# About this task
Write the data out again, word for word.

# Data
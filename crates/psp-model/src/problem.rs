use std::fmt;

use serde::{Deserialize, Serialize};

use crate::level::Level;

/// A single leveled finding produced by a rule.
#[derive(Debug, Clone, PartialEq, Eq, Serialize, Deserialize)]
pub struct ValidationProblem {
    pub level: Level,
    pub message: String,
}

impl ValidationProblem {
    pub fn new(level: Level, message: impl Into<String>) -> Self {
        Self {
            level,
            message: message.into(),
        }
    }
}

impl fmt::Display for ValidationProblem {
    fn fmt(&self, f: &mut fmt::Formatter<'_>) -> fmt::Result {
        write!(f, "{}: {}", self.level, self.message)
    }
}

/// Problem counts broken down by level.
#[derive(Debug, Clone, Copy, Default, PartialEq, Eq, Serialize, Deserialize)]
pub struct LevelCounts {
    pub info: usize,
    pub warning: usize,
    pub error: usize,
}

impl LevelCounts {
    pub fn record(&mut self, level: Level) {
        match level {
            Level::Info => self.info += 1,
            Level::Warning => self.warning += 1,
            Level::Error => self.error += 1,
        }
    }

    pub fn merge(&mut self, other: LevelCounts) {
        self.info += other.info;
        self.warning += other.warning;
        self.error += other.error;
    }

    pub fn get(&self, level: Level) -> usize {
        match level {
            Level::Info => self.info,
            Level::Warning => self.warning,
            Level::Error => self.error,
        }
    }

    pub fn total(&self) -> usize {
        self.info + self.warning + self.error
    }

    pub fn has_errors(&self) -> bool {
        self.error > 0
    }
}

impl fmt::Display for LevelCounts {
    /// Renders as `3 problems (1x ERROR, 2x WARNING)`, omitting empty levels.
    fn fmt(&self, f: &mut fmt::Formatter<'_>) -> fmt::Result {
        let total = self.total();
        if total == 0 {
            return f.write_str("no problems");
        }
        let noun = if total == 1 { "problem" } else { "problems" };
        let parts: Vec<String> = Level::DESCENDING
            .iter()
            .filter(|level| self.get(**level) > 0)
            .map(|level| format!("{}x {}", self.get(*level), level))
            .collect();
        write!(f, "{total} {noun} ({})", parts.join(", "))
    }
}

/// Ordered list of problems produced by one validation function.
#[derive(Debug, Clone, Default, PartialEq, Eq, Serialize, Deserialize)]
#[serde(transparent)]
pub struct ValidationResult {
    problems: Vec<ValidationProblem>,
}

impl ValidationResult {
    pub fn new() -> Self {
        Self::default()
    }

    /// Result holding exactly one ERROR problem.
    pub fn single_error(message: impl Into<String>) -> Self {
        let mut result = Self::new();
        result.add(Level::Error, message);
        result
    }

    pub fn add(&mut self, level: Level, message: impl Into<String>) {
        self.problems.push(ValidationProblem::new(level, message));
    }

    pub fn push(&mut self, problem: ValidationProblem) {
        self.problems.push(problem);
    }

    /// Appends all problems of `other`, preserving their order.
    pub fn merge(&mut self, other: ValidationResult) {
        self.problems.extend(other.problems);
    }

    /// Appends all problems of `other` with `label: ` prepended to each message.
    pub fn merge_labeled(&mut self, label: &str, other: ValidationResult) {
        self.problems
            .extend(other.problems.into_iter().map(|problem| ValidationProblem {
                level: problem.level,
                message: format!("{label}: {}", problem.message),
            }));
    }

    pub fn problems(&self) -> &[ValidationProblem] {
        &self.problems
    }

    pub fn into_problems(self) -> Vec<ValidationProblem> {
        self.problems
    }

    pub fn has_problems(&self) -> bool {
        !self.problems.is_empty()
    }

    pub fn has_errors(&self) -> bool {
        self.problems
            .iter()
            .any(|problem| problem.level == Level::Error)
    }

    pub fn len(&self) -> usize {
        self.problems.len()
    }

    pub fn is_empty(&self) -> bool {
        self.problems.is_empty()
    }

    pub fn counts(&self) -> LevelCounts {
        let mut counts = LevelCounts::default();
        for problem in &self.problems {
            counts.record(problem.level);
        }
        counts
    }
}

impl FromIterator<ValidationProblem> for ValidationResult {
    fn from_iter<T: IntoIterator<Item = ValidationProblem>>(iter: T) -> Self {
        Self {
            problems: iter.into_iter().collect(),
        }
    }
}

# Finished task
filename crates/psp-model/src/problem.rs
use std::fmt;

use serde::{Deserialize, Serialize};

use crate::level::Level;

/// A single leveled finding produced by a rule.
#[derive(Debug, Clone, PartialEq, Eq, Serialize, Deserialize)]
pub struct ValidationProblem {
    pub level: Level,
    pub message: String,
}

impl ValidationProblem {
    pub fn new(level: Level, message: impl Into<String>) -> Self {
        Self {
            level,
            message: message.into(),
        }
    }
}

impl fmt::Display for ValidationProblem {
    fn fmt(&self, f: &mut fmt::Formatter<'_>) -> fmt::Result {
        write!(f, "{}: {}", self.level, self.message)
    }
}

/// Problem counts broken down by level.
#[derive(Debug, Clone, Copy, Default, PartialEq, Eq, Serialize, Deserialize)]
pub struct LevelCounts {
    pub info: usize,
    pub warning: usize,
    pub error: usize,
}

impl LevelCounts {
    pub fn record(&mut self, level: Level) {
        match level {
            Level::Info => self.info += 1,
            Level::Warning => self.warning += 1,
            Level::Error => self.error += 1,
        }
    }

    pub fn merge(&mut self, other: LevelCounts) {
        self.info += other.info;
        self.warning += other.warning;
        self.error += other.error;
    }

    pub fn get(&self, level: Level) -> usize {
        match level {
            Level::Info => self.info,
            Level::Warning => self.warning,
            Level::Error => self.error,
        }
    }

    pub fn total(&self) -> usize {
        self.info + self.warning + self.error
    }

    pub fn has_errors(&self) -> bool {
        self.error > 0
    }
}

impl fmt::Display for LevelCounts {
    /// Renders as `3 problems (1x ERROR, 2x WARNING)`, omitting empty levels.
    fn fmt(&self, f: &mut fmt::Formatter<'_>) -> fmt::Result {
        let total = self.total();
        if total == 0 {
            return f.write_str("no problems");
        }
        let noun = if total == 1 { "problem" } else { "problems" };
        let parts: Vec<String> = Level::DESCENDING
            .iter()
            .filter(|level| self.get(**level) > 0)
            .map(|level| format!("{}x {}", self.get(*level), level))
            .collect();
        write!(f, "{total} {noun} ({})", parts.join(", "))
    }
}

/// Ordered list of problems produced by one validation function.
#[derive(Debug, Clone, Default, PartialEq, Eq, Serialize, Deserialize)]
#[serde(transparent)]
pub struct ValidationResult {
    problems: Vec<ValidationProblem>,
}

impl ValidationResult {
    pub fn new() -> Self {
        Self::default()
    }

    /// Result holding exactly one ERROR problem.
    pub fn single_error(message: impl Into<String>) -> Self {
        let mut result = Self::new();
        result.add(Level::Error, message);
        result
    }

    pub fn add(&mut self, level: Level, message: impl Into<String>) {
        self.problems.push(ValidationProblem::new(level, message));
    }

    pub fn push(&mut self, problem: ValidationProblem) {
        self.problems.push(problem);
    }

    /// Appends all problems of `other`, preserving their order.
    pub fn merge(&mut self, other: ValidationResult) {
        self.problems.extend(other.problems);
    }

    /// Appends all problems of `other` with `label: ` prepended to each message.
    pub fn merge_labeled(&mut self, label: &str, other: ValidationResult) {
        self.problems
            .extend(other.problems.into_iter().map(|problem| ValidationProblem {
                level: problem.level,
                message: format!("{label}: {}", problem.message),
            }));
    }

    pub fn problems(&self) -> &[ValidationProblem] {
        &self.problems
    }

    pub fn into_problems(self) -> Vec<ValidationProblem> {
        self.problems
    }

    pub fn has_problems(&self) -> bool {
        !self.problems.is_empty()
    }

    pub fn has_errors(&self) -> bool {
        self.problems
            .iter()
            .any(|problem| problem.level == Level::Error)
    }

    pub fn len(&self) -> usize {
        self.problems.len()
    }

    pub fn is_empty(&self) -> bool {
        self.problems.is_empty()
    }

    pub fn counts(&self) -> LevelCounts {
        let mut counts = LevelCounts::default();
        for problem in &self.problems {
            counts.record(problem.level);
        }
        counts
    }
}

impl FromIterator<ValidationProblem> for ValidationResult {
    fn from_iter<T: IntoIterator<Item = ValidationProblem>>(iter: T) -> Self {
        Self {
            problems: iter.into_iter().collect(),
        }
    }
}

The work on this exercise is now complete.